The chief prosecutor of the International Criminal Court (ICC) will visit Colombia in September to hear about progress made in war crime investigations against the country’s military chief and dozens of other top commanders.
The visit is the second time the ICC explicitly puts pressure on the investigation of top military commanders accused of being responsible for the extrajudicial execution of civilians.
Mainly during the two terms of former President Alvaro Uribe, Colombia’s military executed more than 4,200 civilians to present them as guerrillas killed in combat, according to Colombia’s Prosecutor General’s Office.
The ICC has been monitoring Colombia since 2004 and has claimed that Colombia’s commander of the armed forces, General Juan Pablo Rodriguez, 23 other generals and six corporals are suspected of being responsible for 1,1228 of these assassinations between 2002 and 2010.
The visit will be the first of the ICC’s chief prosecutor, Fatou Bensouda from Gambia, and should make government officials nervous as she is seeking concrete evidence for cases it is building against Colombian military commanders.
According to newspaper El Espectador, the ICC prosecutor has already filed a complaint with the Colombian government for failing to provide sufficient information on the alleged crimes committed by the military.
If according to the ICC, Colombia fails to adequately prosecute these war crimes, it can open its own criminal investigations and try alleged war criminals at the court in The Hague, the Netherlands.
Colombia’s 2016 peace deal with the country’s largest and longest-living rebel group, the FARC, includes a transitional justice tribunal that seeks justice for the tens of thousands of war crimes committed by the state, the FARC and paramilitary groups working together with the state.
The visit “sends a clear message” to the Colombian government that it must end the impunity enjoyed primarily by the top brass of the military, reported El Espectador.
Additionally, the chief prosecutor’s visit would send another message to Colombia’s constitutional court which could still change the transitional justice system already approved by the International Court as it is.

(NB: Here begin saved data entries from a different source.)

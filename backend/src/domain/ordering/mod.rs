//! Step ordering engine.
//!
//! Positions are 1-based and contiguous. Every mutation works on one
//! manual's sequence in memory, keeps it sorted, and reports exactly which
//! rows moved so adapters only write what changed. Sequences loaded with
//! gaps or duplicates are normalised on load and those corrections are
//! reported by the first mutation.

use std::collections::{HashMap, HashSet};
use std::fmt;
use std::hash::Hash;

use super::{Step, StepId};

/// Item with a stable identity and a mutable 1-based position.
pub trait Ordered {
    type Id: Copy + Eq + Hash + Ord + fmt::Display + fmt::Debug;

    fn id(&self) -> Self::Id;
    fn order_number(&self) -> u32;
    fn set_order_number(&mut self, order_number: u32);
}

impl Ordered for Step {
    type Id = StepId;

    fn id(&self) -> StepId {
        self.id
    }

    fn order_number(&self) -> u32 {
        self.order_number
    }

    fn set_order_number(&mut self, order_number: u32) {
        self.order_number = order_number;
    }
}

/// One row whose position changed.
#[derive(Debug, Clone, Copy, PartialEq, Eq)]
pub struct OrderChange<Id> {
    pub id: Id,
    pub from: u32,
    pub to: u32,
}

/// Failures raised by sequence mutations.
#[derive(Debug, Clone, PartialEq, Eq, thiserror::Error)]
pub enum OrderingError<Id: fmt::Display> {
    #[error("position {requested} is outside the valid range 1..={max}")]
    OutOfRange { requested: u32, max: u32 },
    #[error("{id} is not part of this sequence")]
    NotFound { id: Id },
    #[error("{reason}")]
    Conflict { reason: String },
}

/// Sorted, contiguous sequence plus the positions last persisted.
#[derive(Debug, Clone)]
pub struct OrderedSequence<T: Ordered> {
    items: Vec<T>,
    baseline: HashMap<T::Id, u32>,
}

impl<T: Ordered> OrderedSequence<T> {
    /// Build a sequence from stored rows.
    ///
    /// Rows are sorted by order number then id and renumbered `1..=N`. The
    /// stored numbers are kept as the baseline for change reporting.
    pub fn load(mut items: Vec<T>) -> Self {
        let baseline = items
            .iter()
            .map(|item| (item.id(), item.order_number()))
            .collect();
        items.sort_by_key(|item| (item.order_number(), item.id()));
        let mut sequence = Self { items, baseline };
        sequence.renumber_from(0);
        sequence
    }

    pub fn len(&self) -> usize {
        self.items.len()
    }

    pub fn is_empty(&self) -> bool {
        self.items.is_empty()
    }

    pub fn items(&self) -> &[T] {
        &self.items
    }

    pub fn into_items(self) -> Vec<T> {
        self.items
    }

    /// Current 1-based position of `id`.
    pub fn position_of(&self, id: T::Id) -> Option<u32> {
        self.index_of(id).map(position_for)
    }

    /// Whether stored positions differ from the normalised ones.
    pub fn needs_normalisation(&self) -> bool {
        self.items
            .iter()
            .any(|item| self.baseline.get(&item.id()) != Some(&item.order_number()))
    }

    /// Shift existing rows to free a position for a row that has no id yet.
    ///
    /// `None` appends at `len + 1`. Returns the freed position and the rows
    /// that moved. The sequence keeps a gap until the caller persists the
    /// new row; use [`OrderedSequence::insert`] when the row already exists.
    pub fn open_slot(
        &mut self,
        requested: Option<u32>,
    ) -> Result<(u32, Vec<OrderChange<T::Id>>), OrderingError<T::Id>> {
        let max = position_for(self.items.len());
        let position = match requested {
            None => max,
            Some(position) if (1..=max).contains(&position) => position,
            Some(position) => {
                return Err(OrderingError::OutOfRange {
                    requested: position,
                    max,
                });
            }
        };
        for item in self.items.iter_mut().skip(index_for(position)) {
            item.set_order_number(item.order_number().saturating_add(1));
        }
        Ok((position, self.take_changes()))
    }

    /// Insert `item` at `requested` (or append), shifting later rows down.
    pub fn insert(
        &mut self,
        mut item: T,
        requested: Option<u32>,
    ) -> Result<Vec<OrderChange<T::Id>>, OrderingError<T::Id>> {
        if self.index_of(item.id()).is_some() {
            return Err(OrderingError::Conflict {
                reason: format!("{} is already part of this sequence", item.id()),
            });
        }
        let (position, changes) = self.open_slot(requested)?;
        item.set_order_number(position);
        self.baseline.insert(item.id(), position);
        self.items.insert(index_for(position), item);
        Ok(changes)
    }

    /// Remove `id`, closing the gap behind it.
    pub fn remove(&mut self, id: T::Id) -> Result<(T, Vec<OrderChange<T::Id>>), OrderingError<T::Id>> {
        let index = self.index_of(id).ok_or(OrderingError::NotFound { id })?;
        let removed = self.items.remove(index);
        self.baseline.remove(&id);
        self.renumber_from(index);
        Ok((removed, self.take_changes()))
    }

    /// Move `id` to `new_position`, shifting only the rows in between.
    pub fn reorder(
        &mut self,
        id: T::Id,
        new_position: u32,
    ) -> Result<Vec<OrderChange<T::Id>>, OrderingError<T::Id>> {
        let from = self.index_of(id).ok_or(OrderingError::NotFound { id })?;
        let max = position_for(self.items.len().saturating_sub(1));
        if !(1..=max).contains(&new_position) {
            return Err(OrderingError::OutOfRange {
                requested: new_position,
                max,
            });
        }
        let to = index_for(new_position);
        if from != to {
            let item = self.items.remove(from);
            self.items.insert(to, item);
            self.renumber_from(from.min(to));
        }
        Ok(self.take_changes())
    }

    /// Replace every position at once.
    ///
    /// `updates` must name each row exactly once and its positions must be
    /// a permutation of `1..=N`.
    pub fn apply_bulk(
        &mut self,
        updates: &[(T::Id, i64)],
    ) -> Result<Vec<OrderChange<T::Id>>, OrderingError<T::Id>> {
        let count = self.items.len();
        if updates.len() != count {
            return Err(conflict(format!(
                "expected {count} positions, got {}",
                updates.len()
            )));
        }

        let mut targets: HashMap<T::Id, u32> = HashMap::with_capacity(count);
        let mut seen_positions = HashSet::with_capacity(count);
        for (id, raw) in updates {
            if self.index_of(*id).is_none() {
                return Err(conflict(format!("{id} does not belong to this manual")));
            }
            let position = u32::try_from(*raw)
                .ok()
                .filter(|position| (1..=position_for(count.saturating_sub(1))).contains(position))
                .ok_or_else(|| conflict(format!("position {raw} is outside 1..={count}")))?;
            if !seen_positions.insert(position) {
                return Err(conflict(format!("position {position} is assigned twice")));
            }
            if targets.insert(*id, position).is_some() {
                return Err(conflict(format!("{id} is listed more than once")));
            }
        }

        for item in &mut self.items {
            if let Some(position) = targets.get(&item.id()) {
                item.set_order_number(*position);
            }
        }
        self.items.sort_by_key(Ordered::order_number);
        Ok(self.take_changes())
    }

    fn index_of(&self, id: T::Id) -> Option<usize> {
        self.items.iter().position(|item| item.id() == id)
    }

    fn renumber_from(&mut self, start: usize) {
        for (index, item) in self.items.iter_mut().enumerate().skip(start) {
            item.set_order_number(position_for(index));
        }
    }

    /// Diff against the baseline, then adopt the current positions.
    fn take_changes(&mut self) -> Vec<OrderChange<T::Id>> {
        let changes = self
            .items
            .iter()
            .filter_map(|item| {
                let from = *self.baseline.get(&item.id())?;
                let to = item.order_number();
                (from != to).then_some(OrderChange {
                    id: item.id(),
                    from,
                    to,
                })
            })
            .collect();
        self.baseline = self
            .items
            .iter()
            .map(|item| (item.id(), item.order_number()))
            .collect();
        changes
    }
}

fn conflict<Id: fmt::Display>(reason: String) -> OrderingError<Id> {
    OrderingError::Conflict { reason }
}

fn position_for(index: usize) -> u32 {
    u32::try_from(index).map_or(u32::MAX, |value| value.saturating_add(1))
}

fn index_for(position: u32) -> usize {
    usize::try_from(position.saturating_sub(1)).unwrap_or(usize::MAX)
}

#[cfg(test)]
mod tests;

The ICC is reportedly concerned the Constitutional Court will change the criminal responsibility for crimes committed by subordinates under the watch of superiors.
If these changes are not in compliance with international law, the ICC’s mandate comes into effect and it could begin prosecuting war criminals independently.
According to El Espectador, the ICC chief prosecutor will not exclusively look into the so-called “false positives” of the Colombian military, but also sexual violence and the forced disappearance of tens of thousands of Colombians who are now presumed dead.
Ahead of the visit, the prosecutor has already met with state bodies such as the Prosecutor General’s Office, and representatives of the UN, which oversees the peace process.
According to the Colombian government, the transitional justice system will have finished its selection procedure in October after which the judges of the transitional justice body can take office.